Boyd Rouse
- Born: 29 October 1993 (age 32) Zimbabwe
- Height: 1.79 m (5 ft 10 in)
- Weight: 94 kg (207 lb)

Rugby union career
- Position: Fly-half / Centre

Senior career
- Years: Team / Apps / (Points)
- 2022: Zimbabwe Goshawks / 1 / (3)
- Correct as of 3 April 2022

National sevens team
- Years: Team /  / Comps
- 2013–: Zimbabwe Sevens /  / 9
- Correct as of 3 April 2022

= Boyd Rouse =

Zimbabwean rugby union player

Boyd Rouse (born 29 October 1993) is a Zimbabwean rugby union and rugby sevens player who has represented Zimbabwe internationally in both formats. He primarily plays as a fly-half or centre. Rouse captained the Zimbabwe national rugby sevens team at the 2018 Rugby World Cup Sevens and later captained Zimbabwe at the final men's qualification tournament for the Tokyo Olympics in 2021.
==International career==
Rouse made his senior international rugby union debut for the Zimbabwe national team in July 2013 against Madagascar. Playing at fly-half, he scored a drop goal as Zimbabwe came from behind to win the match.
Rouse has also represented Zimbabwe extensively in rugby sevens. He made his World Rugby Sevens Series debut in Port Elizabeth, South Africa, in 2013. He subsequently appeared in World Series qualifying tournaments in 2015, 2016, 2018 and 2019.
He represented Zimbabwe at the final qualification tournament for the 2016 Summer Olympics, scoring a try against Ireland.
In 2018, Rouse was selected as captain of Zimbabwe for the 2018 Rugby World Cup Sevens in San Francisco.
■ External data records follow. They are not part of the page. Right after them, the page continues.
use crate::map::{Map, TileType};
use crate::rng::GameRng;
use crate::shapes::Rect;

/// Opens the interior of `room`, leaving its outline solid.
pub fn apply_room_to_map(map: &mut Map, room: &Rect) {
    for y in room.y1 + 1..room.y2 {
        for x in room.x1 + 1..room.x2 {
            map.set(x, y, TileType::Floor);
        }
    }
}

/// Walls the outline of `room` (inclusive of `x2`/`y2`) and opens its interior.
pub fn apply_hollow_room_to_map(map: &mut Map, room: &Rect) {
    for y in room.y1..=room.y2 {
        for x in room.x1..=room.x2 {
            map.set(x, y, TileType::Wall);
        }
    }
    apply_room_to_map(map, room);
}

pub fn apply_horizontal_tunnel(map: &mut Map, x1: i32, x2: i32, y: i32) {
    for x in x1.min(x2)..=x1.max(x2) {
        map.set(x, y, TileType::Floor);
    }
}

pub fn apply_vertical_tunnel(map: &mut Map, y1: i32, y2: i32, x: i32) {
    for y in y1.min(y2)..=y1.max(y2) {
        map.set(x, y, TileType::Floor);
    }
}

/// L-shaped corridor between the centers of two rooms. A coin flip decides
/// whether the horizontal or the vertical leg comes first.
pub fn apply_dogleg_corridor(map: &mut Map, rng: &mut GameRng, from: &Rect, to: &Rect) {
    let (x1, y1) = from.center();
    let (x2, y2) = to.center();

    if rng.coin() {
        apply_horizontal_tunnel(map, x1, x2, y1);
        apply_vertical_tunnel(map, y1, y2, x2);
    } else {
        apply_vertical_tunnel(map, y1, y2, x1);
        apply_horizontal_tunnel(map, x1, x2, y2);
    }
}

#[cfg(test)]
mod tests {
    use super::*;

    #[test]
    fn room_interior_only() {
        let mut map = Map::new(8, 8);
        apply_room_to_map(&mut map, &Rect::new(1, 1, 4, 3));
        assert_eq!(map.count_tiles(TileType::Floor), 3 * 2);
        assert!(map.tile_at(1, 1).is_blocked());
        assert!(map.tile_at(2, 2).is_open());
        assert!(map.tile_at(5, 4).is_blocked());
    }

    #[test]
    fn hollow_room_keeps_walls() {
        let mut map = Map::new(8, 8);
        map.clear(TileType::Floor);
        let room = Rect::new(1, 1, 4, 4);
        apply_hollow_room_to_map(&mut map, &room);
        assert!(map.tile_at(1, 1).is_blocked());
        assert!(map.tile_at(5, 5).is_blocked());
        assert!(map.tile_at(3, 3).is_open());
        assert!(map.tile_at(6, 6).is_open());
        assert_eq!(map.count_tiles(TileType::Wall), 25 - 9);
    }

    #[test]
    fn dogleg_joins_centers() {
        let mut map = Map::new(20, 20);
        let a = Rect::new(1, 1, 4, 4);
        let b = Rect::new(12, 10, 4, 4);
        let mut rng = GameRng::seeded(9);
        apply_dogleg_corridor(&mut map, &mut rng, &a, &b);
        let (ax, ay) = a.center();
        let (bx, by) = b.center();
        assert!(map.tile_at(ax, ay).is_open());
        assert!(map.tile_at(bx, by).is_open());
        let opened = map.count_tiles(TileType::Floor) as i32;
        assert_eq!(opened, (bx - ax).abs() + (by - ay).abs() + 1);
    }
}
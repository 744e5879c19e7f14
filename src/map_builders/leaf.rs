//! Binary space partition used by the room-based builders.
//!
//! Leaves live in a flat arena owned by [`LeafTree`]; children are arena
//! indices. Index 0 is always the root.

use rand::Rng;

use crate::rng::GameRng;
use crate::shapes::Rect;

/// How a room-based builder turns leaves into tiles.
pub(crate) trait RoomCarver {
    fn carve_room(&mut self, room: &Rect, rng: &mut GameRng);
    fn carve_hall(&mut self, from: &Rect, to: &Rect, rng: &mut GameRng);
}

#[derive(Clone, Debug, PartialEq, Eq)]
pub struct Leaf {
    pub x: i32,
    pub y: i32,
    pub width: i32,
    pub height: i32,
    children: Option<(usize, usize)>,
    room: Option<Rect>,
}

impl Leaf {
    fn new(x: i32, y: i32, width: i32, height: i32) -> Self {
        Leaf {
            x,
            y,
            width,
            height,
            children: None,
            room: None,
        }
    }

    pub fn is_terminal(&self) -> bool {
        self.children.is_none()
    }

    pub fn children(&self) -> Option<(usize, usize)> {
        self.children
    }

    pub fn room(&self) -> Option<Rect> {
        self.room
    }
}

#[derive(Clone, Debug)]
pub struct LeafTree {
    leaves: Vec<Leaf>,
}

impl LeafTree {
    pub const ROOT: usize = 0;

    pub fn new(x: i32, y: i32, width: i32, height: i32) -> Self {
        LeafTree {
            leaves: vec![Leaf::new(x, y, width, height)],
        }
    }

    pub fn leaves(&self) -> &[Leaf] {
        &self.leaves
    }

    /// Splits leaf `idx` in two. Fails if it already has children or if
    /// either half would be smaller than `min_leaf_size`.
    pub fn split(&mut self, idx: usize, min_leaf_size: i32, rng: &mut GameRng) -> bool {
        let leaf = &self.leaves[idx];
        if !leaf.is_terminal() {
            return false;
        }

        let (x, y, width, height) = (leaf.x, leaf.y, leaf.width, leaf.height);
        if width <= 0 || height <= 0 {
            return false;
        }

        // Long leaves are cut across their long side; near-square ones at random.
        let mut horizontal = rng.coin();
        if width as f32 / height as f32 >= 1.25 {
            horizontal = false;
        } else if height as f32 / width as f32 >= 1.25 {
            horizontal = true;
        }

        let extent = if horizontal { height } else { width };
        let max = extent - min_leaf_size;
        if max <= min_leaf_size {
            return false;
        }
        let offset = rng.0.gen_range(min_leaf_size..max);

        let (first, second) = if horizontal {
            (
                Leaf::new(x, y, width, offset),
                Leaf::new(x, y + offset, width, height - offset),
            )
        } else {
            (
                Leaf::new(x, y, offset, height),
                Leaf::new(x + offset, y, width - offset, height),
            )
        };

        let left = self.leaves.len();
        self.leaves.push(first);
        self.leaves.push(second);
        self.leaves[idx].children = Some((left, left + 1));
        true
    }

    /// Splits every terminal leaf larger than `max_leaf_size` until a full
    /// pass over the arena changes nothing. Returns the number of splits.
    pub fn subdivide(&mut self, max_leaf_size: i32, min_leaf_size: i32, rng: &mut GameRng) -> usize {
        let mut splits = 0;
        let mut did_split = true;

        while did_split {
            did_split = false;
            let mut i = 0;
            // Leaves pushed during the pass are visited in the same pass.
            while i < self.leaves.len() {
                let leaf = &self.leaves[i];
                if leaf.is_terminal()
                    && (leaf.width > max_leaf_size || leaf.height > max_leaf_size)
                    && self.split(i, min_leaf_size, rng)
                {
                    splits += 1;
                    did_split = true;
                }
                i += 1;
            }
        }

        splits
    }

    /// Places one room in every terminal leaf under `idx` and asks the carver
    /// for a hall between the two halves of every internal node.
    pub(crate) fn create_rooms(
        &mut self,
        idx: usize,
        carver: &mut dyn RoomCarver,
        room_min_size: i32,
        room_max_size: i32,
        rng: &mut GameRng,
    ) {
        if let Some((left, right)) = self.leaves[idx].children {
            self.create_rooms(left, carver, room_min_size, room_max_size, rng);
            self.create_rooms(right, carver, room_min_size, room_max_size, rng);

            if let (Some(a), Some(b)) = (self.get_room(left, rng), self.get_room(right, rng)) {
                carver.carve_hall(&a, &b, rng);
            }
            return;
        }

        let leaf = &self.leaves[idx];
        if leaf.room.is_some() {
            return;
        }

        let w = rng.range_or_min(room_min_size, room_max_size.min(leaf.width - 1));
        let h = rng.range_or_min(room_min_size, room_max_size.min(leaf.height - 1));
        let x = rng.range_or_min(leaf.x, leaf.x + (leaf.width - 1) - w);
        let y = rng.range_or_min(leaf.y, leaf.y + (leaf.height - 1) - h);

        let room = Rect::new(x, y, w, h);
        self.leaves[idx].room = Some(room);
        carver.carve_room(&room, rng);
    }

    /// A representative room for the subtree at `idx`. Internal nodes pick
    /// one of their children's rooms with a coin flip when both have one.
    pub fn get_room(&self, idx: usize, rng: &mut GameRng) -> Option<Rect> {
        let leaf = &self.leaves[idx];
        let Some((left, right)) = leaf.children else {
            return leaf.room;
        };

        match (self.get_room(left, rng), self.get_room(right, rng)) {
            (Some(a), Some(b)) => Some(if rng.coin() { a } else { b }),
            (Some(a), None) => Some(a),
            (None, b) => b,
        }
    }

    /// Every room placed so far, in arena order.
    pub fn rooms(&self) -> Vec<Rect> {
        self.leaves.iter().filter_map(|l| l.room).collect()
    }
}
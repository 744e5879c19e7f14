use bevy::prelude::*;
use rand::seq::SliceRandom;

use crate::directions::FOUR_DIRECTIONS;
use crate::map::{Map, TileType};
use crate::rng::GameRng;

use super::MapBuilder;

/// One pending cell on the backtrace stack, with the order its neighbours
/// are visited in and how many of them have been tried.
struct Frame {
    x: i32,
    y: i32,
    order: [usize; 4],
    next: usize,
}

/// A perfect maze carved by randomized depth-first search from (1, 1).
/// Every open cell is reachable and there are no loops.
pub struct DfsMazeBuilder {
    width: i32,
    height: i32,
    carved: usize,
}

impl DfsMazeBuilder {
    pub fn new(width: i32, height: i32) -> Self {
        Self {
            width,
            height,
            carved: 0,
        }
    }

    /// Cells opened by the last run.
    pub fn carved(&self) -> usize {
        self.carved
    }

    /// Opens (x, y) unless it is outside the interior, already open, or
    /// would touch more than one open cell.
    fn try_carve(map: &mut Map, x: i32, y: i32) -> bool {
        if x < 1 || y < 1 || x >= map.width - 1 || y >= map.height - 1 {
            return false;
        }
        if map.tile_at(x, y).is_open() {
            return false;
        }
        let open_neighbours = FOUR_DIRECTIONS
            .iter()
            .filter(|(dx, dy)| map.get(x + dx, y + dy) == Some(TileType::Floor))
            .count();
        if open_neighbours > 1 {
            return false;
        }
        map.set(x, y, TileType::Floor);
        true
    }

    fn shuffled_order(rng: &mut GameRng) -> [usize; 4] {
        let mut order = [0, 1, 2, 3];
        order.shuffle(&mut rng.0);
        order
    }
}

impl MapBuilder for DfsMazeBuilder {
    fn create_map(&mut self, rng: &mut GameRng) -> Map {
        let mut map = Map::new(self.width, self.height);
        map.clear(TileType::Wall);
        self.carved = 0;

        let mut backtrace = Vec::new();
        if Self::try_carve(&mut map, 1, 1) {
            self.carved += 1;
            backtrace.push(Frame {
                x: 1,
                y: 1,
                order: Self::shuffled_order(rng),
                next: 0,
            });
        }

        while let Some(frame) = backtrace.last_mut() {
            if frame.next == FOUR_DIRECTIONS.len() {
                backtrace.pop();
                continue;
            }

            let (dx, dy) = FOUR_DIRECTIONS[frame.order[frame.next]];
            frame.next += 1;
            let (x, y) = (frame.x + dx, frame.y + dy);

            if Self::try_carve(&mut map, x, y) {
                self.carved += 1;
                backtrace.push(Frame {
                    x,
                    y,
                    order: Self::shuffled_order(rng),
                    next: 0,
                });
            }
        }

        debug!("DFS maze: carved {} cells", self.carved);
        map
    }

    fn name(&self) -> &'static str {
        "DFS Maze"
    }
}

#[cfg(test)]
mod tests {
    use super::*;
    use crate::regions::find_regions;

    fn open_edges(map: &Map) -> usize {
        map.all_tiles()
            .filter(|(_, t)| t.is_open())
            .map(|((x, y), _)| {
                [(1, 0), (0, 1)]
                    .iter()
                    .filter(|(dx, dy)| map.tile_at(x + dx, y + dy).is_open())
                    .count()
            })
            .sum()
    }

    #[test]
    fn maze_is_a_tree() {
        for seed in [1, 2, 3] {
            let mut builder = DfsMazeBuilder::new(31, 21);
            let map = builder.create_map(&mut GameRng::seeded(seed));
            let cells = map.count_tiles(TileType::Floor);
            assert_eq!(cells, builder.carved());
            assert_eq!(open_edges(&map), cells - 1);
            assert_eq!(find_regions(&map).len(), 1);
        }
    }

    #[test]
    fn tiny_map_has_nothing_to_carve() {
        let mut builder = DfsMazeBuilder::new(2, 2);
        let map = builder.create_map(&mut GameRng::seeded(0));
        assert_eq!(map.count_tiles(TileType::Floor), 0);
        assert_eq!(builder.carved(), 0);
    }
}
It was his first Rugby World Cup Sevens appearance. At the time of the tournament he was listed as playing club rugby for Bury St Edmunds in England.
In June 2021, Rouse was again appointed captain of Zimbabwe for the final men's Olympic qualification tournament in Monaco. World Rugby described him as the most experienced member of a Zimbabwe squad containing several players who had yet to make a World Rugby Sevens Series appearance. His World Rugby tournament profile listed him with three World Series events, seven Series points and one Series try.
==Club career==
Rouse played club rugby for Old Georgians in Zimbabwe. In 2016, he played at centre as Old Georgians defeated Old Hararians 39–17 to qualify for South Africa's inaugural Gold Cup competition. Rouse scored two tries in the match. He was subsequently named in the Old Georgians squad for the 2016 Gold Cup.
By the 2018 Rugby World Cup Sevens, Rouse was listed by World Rugby as playing for Bury St Edmunds in England. He was again listed as an Old Georgians player in World Rugby's 2021 Olympic repechage tournament profile.
Rouse was named in the Zimbabwe Goshawks squad for the 2022 Currie Cup First Division. He appeared at fly-half during the campaign, including in matches against the Griffons and Boland Cavaliers.

==Professional career==
Rouse was named in the squad for the 2022 Currie Cup First Division. He has also represented Zimbabwe in rugby sevens.